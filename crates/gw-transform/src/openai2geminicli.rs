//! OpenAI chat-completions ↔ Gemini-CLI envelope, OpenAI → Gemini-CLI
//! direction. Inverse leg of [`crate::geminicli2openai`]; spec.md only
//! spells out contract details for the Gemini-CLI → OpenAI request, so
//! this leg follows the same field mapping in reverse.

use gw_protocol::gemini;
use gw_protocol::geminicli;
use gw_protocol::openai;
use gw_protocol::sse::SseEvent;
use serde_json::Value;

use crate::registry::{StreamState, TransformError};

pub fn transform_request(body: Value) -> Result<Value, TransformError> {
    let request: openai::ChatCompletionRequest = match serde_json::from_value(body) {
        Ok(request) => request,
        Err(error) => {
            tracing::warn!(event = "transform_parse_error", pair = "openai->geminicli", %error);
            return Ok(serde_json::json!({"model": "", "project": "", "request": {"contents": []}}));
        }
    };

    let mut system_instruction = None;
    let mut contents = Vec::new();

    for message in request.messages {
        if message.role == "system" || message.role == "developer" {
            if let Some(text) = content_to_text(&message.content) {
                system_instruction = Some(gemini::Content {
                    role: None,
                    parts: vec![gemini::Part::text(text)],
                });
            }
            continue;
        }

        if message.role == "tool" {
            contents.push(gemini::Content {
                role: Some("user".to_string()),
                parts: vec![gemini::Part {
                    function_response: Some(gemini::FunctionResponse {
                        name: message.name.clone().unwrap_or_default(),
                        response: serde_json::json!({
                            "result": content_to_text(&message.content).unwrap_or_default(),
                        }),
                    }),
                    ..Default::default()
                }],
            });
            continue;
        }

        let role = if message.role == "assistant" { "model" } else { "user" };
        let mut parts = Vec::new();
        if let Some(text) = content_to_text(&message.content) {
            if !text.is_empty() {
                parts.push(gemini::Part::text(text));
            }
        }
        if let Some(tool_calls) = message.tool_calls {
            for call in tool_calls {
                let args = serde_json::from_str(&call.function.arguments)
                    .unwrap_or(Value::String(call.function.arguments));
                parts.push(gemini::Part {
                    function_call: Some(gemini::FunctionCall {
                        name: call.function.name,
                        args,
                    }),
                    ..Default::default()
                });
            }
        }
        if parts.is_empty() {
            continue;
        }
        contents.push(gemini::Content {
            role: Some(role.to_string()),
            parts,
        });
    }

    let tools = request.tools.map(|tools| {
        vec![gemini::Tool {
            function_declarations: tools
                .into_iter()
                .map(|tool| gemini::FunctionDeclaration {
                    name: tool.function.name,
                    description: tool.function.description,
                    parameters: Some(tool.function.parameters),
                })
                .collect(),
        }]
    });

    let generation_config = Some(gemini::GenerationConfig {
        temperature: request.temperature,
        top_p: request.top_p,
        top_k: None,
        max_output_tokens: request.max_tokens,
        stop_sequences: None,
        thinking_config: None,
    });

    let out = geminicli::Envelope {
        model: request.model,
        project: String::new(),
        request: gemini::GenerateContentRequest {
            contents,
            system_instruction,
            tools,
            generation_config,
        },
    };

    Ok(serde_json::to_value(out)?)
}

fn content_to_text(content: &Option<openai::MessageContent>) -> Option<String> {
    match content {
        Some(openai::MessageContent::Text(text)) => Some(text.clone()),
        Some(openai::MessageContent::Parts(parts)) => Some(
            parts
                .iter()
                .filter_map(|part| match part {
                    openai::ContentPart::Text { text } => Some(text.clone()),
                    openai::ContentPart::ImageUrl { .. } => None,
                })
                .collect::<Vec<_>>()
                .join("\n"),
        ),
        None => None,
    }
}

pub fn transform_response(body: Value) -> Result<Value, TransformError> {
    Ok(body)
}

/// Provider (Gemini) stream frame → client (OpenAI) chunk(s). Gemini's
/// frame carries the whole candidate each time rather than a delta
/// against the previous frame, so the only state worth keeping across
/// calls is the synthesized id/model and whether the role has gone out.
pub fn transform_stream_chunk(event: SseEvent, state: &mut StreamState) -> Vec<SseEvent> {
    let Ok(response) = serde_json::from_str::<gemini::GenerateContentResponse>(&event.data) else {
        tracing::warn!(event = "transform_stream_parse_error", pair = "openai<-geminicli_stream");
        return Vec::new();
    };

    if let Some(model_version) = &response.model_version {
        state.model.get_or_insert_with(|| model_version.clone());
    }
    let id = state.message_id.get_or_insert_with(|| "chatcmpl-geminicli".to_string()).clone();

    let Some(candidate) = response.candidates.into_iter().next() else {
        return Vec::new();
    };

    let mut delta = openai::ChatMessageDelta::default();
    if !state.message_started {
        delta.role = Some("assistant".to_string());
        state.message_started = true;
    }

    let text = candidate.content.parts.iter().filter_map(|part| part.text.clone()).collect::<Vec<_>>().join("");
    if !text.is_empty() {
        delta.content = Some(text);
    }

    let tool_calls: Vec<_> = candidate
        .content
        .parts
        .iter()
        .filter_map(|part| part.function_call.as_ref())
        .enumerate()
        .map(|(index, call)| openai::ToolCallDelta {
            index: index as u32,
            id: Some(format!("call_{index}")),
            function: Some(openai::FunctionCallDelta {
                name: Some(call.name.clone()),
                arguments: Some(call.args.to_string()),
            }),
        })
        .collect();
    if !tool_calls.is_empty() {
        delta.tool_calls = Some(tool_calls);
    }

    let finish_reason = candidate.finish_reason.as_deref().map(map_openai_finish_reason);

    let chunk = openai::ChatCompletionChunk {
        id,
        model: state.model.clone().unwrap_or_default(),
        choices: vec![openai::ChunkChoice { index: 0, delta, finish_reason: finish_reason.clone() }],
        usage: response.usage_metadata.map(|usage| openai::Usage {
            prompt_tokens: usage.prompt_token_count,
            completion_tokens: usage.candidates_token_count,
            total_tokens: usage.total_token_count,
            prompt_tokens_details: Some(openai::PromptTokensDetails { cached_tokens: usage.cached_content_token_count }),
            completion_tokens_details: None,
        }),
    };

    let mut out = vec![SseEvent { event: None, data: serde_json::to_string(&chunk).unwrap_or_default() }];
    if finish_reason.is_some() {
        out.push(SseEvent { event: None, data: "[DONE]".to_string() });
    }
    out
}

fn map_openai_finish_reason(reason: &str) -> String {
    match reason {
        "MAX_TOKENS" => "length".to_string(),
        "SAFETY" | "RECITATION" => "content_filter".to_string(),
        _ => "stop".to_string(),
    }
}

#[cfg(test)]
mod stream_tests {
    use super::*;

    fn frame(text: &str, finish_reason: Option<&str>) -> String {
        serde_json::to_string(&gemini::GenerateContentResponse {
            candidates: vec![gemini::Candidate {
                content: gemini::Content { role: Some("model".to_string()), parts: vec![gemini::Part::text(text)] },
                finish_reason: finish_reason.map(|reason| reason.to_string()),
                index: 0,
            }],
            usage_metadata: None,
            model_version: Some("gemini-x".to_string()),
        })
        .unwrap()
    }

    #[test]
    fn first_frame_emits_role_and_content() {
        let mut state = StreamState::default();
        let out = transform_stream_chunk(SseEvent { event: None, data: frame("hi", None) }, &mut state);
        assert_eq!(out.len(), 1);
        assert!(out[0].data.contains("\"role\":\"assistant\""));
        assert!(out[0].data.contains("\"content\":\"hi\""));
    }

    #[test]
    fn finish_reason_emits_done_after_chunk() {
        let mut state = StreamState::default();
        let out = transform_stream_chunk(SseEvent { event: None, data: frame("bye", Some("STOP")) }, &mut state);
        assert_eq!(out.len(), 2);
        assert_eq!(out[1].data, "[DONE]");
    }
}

+ + + + + + +

What to do:
The answer must be a single number: the count of lines above that contain "args".

Exercise output:
3